§ Work instructions: Whenever a line in the records below holds the string "bool", copy it out.

Saved entries
************
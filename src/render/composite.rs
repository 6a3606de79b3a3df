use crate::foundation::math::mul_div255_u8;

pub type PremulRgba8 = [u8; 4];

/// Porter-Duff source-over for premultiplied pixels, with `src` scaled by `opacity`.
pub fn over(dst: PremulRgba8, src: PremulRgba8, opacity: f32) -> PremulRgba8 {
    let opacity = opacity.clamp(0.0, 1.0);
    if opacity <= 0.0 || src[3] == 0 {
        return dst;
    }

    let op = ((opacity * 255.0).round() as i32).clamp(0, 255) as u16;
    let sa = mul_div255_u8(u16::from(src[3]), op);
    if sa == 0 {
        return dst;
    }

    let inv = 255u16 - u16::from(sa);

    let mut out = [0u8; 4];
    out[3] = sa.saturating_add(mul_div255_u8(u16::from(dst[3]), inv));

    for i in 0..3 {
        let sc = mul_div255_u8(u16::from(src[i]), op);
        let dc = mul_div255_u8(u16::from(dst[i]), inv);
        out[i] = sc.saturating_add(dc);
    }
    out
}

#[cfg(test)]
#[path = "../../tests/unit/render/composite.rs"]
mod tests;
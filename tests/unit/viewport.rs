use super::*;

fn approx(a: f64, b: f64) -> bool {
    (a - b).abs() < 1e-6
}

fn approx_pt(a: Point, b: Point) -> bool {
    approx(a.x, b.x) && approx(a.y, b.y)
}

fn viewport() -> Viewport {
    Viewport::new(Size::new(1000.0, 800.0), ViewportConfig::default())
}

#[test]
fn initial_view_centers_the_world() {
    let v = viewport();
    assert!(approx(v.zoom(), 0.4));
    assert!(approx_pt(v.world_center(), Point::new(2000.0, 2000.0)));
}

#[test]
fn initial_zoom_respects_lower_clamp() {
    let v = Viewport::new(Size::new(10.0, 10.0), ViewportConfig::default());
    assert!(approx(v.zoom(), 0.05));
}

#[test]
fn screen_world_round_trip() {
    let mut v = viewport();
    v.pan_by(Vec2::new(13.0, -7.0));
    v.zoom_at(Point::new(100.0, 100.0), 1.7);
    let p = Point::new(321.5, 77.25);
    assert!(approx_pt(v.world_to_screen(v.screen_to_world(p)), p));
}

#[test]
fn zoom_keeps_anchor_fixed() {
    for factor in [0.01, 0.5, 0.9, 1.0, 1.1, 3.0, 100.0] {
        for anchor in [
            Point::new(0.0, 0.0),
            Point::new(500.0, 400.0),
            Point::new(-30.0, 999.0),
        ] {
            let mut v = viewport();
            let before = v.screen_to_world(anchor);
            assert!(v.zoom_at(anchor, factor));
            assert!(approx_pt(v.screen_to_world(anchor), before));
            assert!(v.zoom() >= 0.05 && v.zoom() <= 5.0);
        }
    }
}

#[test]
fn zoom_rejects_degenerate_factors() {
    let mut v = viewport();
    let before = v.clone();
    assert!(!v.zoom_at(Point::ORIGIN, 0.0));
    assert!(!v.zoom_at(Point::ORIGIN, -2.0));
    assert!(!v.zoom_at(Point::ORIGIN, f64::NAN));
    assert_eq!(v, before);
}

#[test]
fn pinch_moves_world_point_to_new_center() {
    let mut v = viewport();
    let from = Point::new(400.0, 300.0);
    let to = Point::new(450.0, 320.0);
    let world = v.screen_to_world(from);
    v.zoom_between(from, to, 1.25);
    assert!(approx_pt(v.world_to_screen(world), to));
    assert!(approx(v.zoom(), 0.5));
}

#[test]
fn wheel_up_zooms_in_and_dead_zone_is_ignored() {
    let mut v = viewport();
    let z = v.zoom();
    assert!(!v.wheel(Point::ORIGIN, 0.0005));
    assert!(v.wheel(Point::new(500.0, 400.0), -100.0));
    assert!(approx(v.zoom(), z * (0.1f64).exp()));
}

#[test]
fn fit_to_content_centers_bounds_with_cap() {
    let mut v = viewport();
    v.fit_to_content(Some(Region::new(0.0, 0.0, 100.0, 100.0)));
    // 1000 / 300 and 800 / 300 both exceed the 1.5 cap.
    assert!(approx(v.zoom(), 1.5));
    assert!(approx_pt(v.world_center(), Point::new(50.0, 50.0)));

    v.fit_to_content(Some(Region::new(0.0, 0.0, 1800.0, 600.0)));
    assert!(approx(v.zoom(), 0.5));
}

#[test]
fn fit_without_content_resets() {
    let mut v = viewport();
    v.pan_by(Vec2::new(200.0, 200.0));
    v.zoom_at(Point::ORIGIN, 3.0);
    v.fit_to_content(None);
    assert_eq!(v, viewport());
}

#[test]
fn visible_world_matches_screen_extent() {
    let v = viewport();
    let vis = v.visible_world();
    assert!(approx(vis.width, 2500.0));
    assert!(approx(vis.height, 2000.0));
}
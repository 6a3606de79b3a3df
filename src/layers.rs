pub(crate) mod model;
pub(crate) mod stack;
************
§ Answer to the problem:
fn approx(a: f64, b: f64) -> bool {
fn approx_pt(a: Point, b: Point) -> bool {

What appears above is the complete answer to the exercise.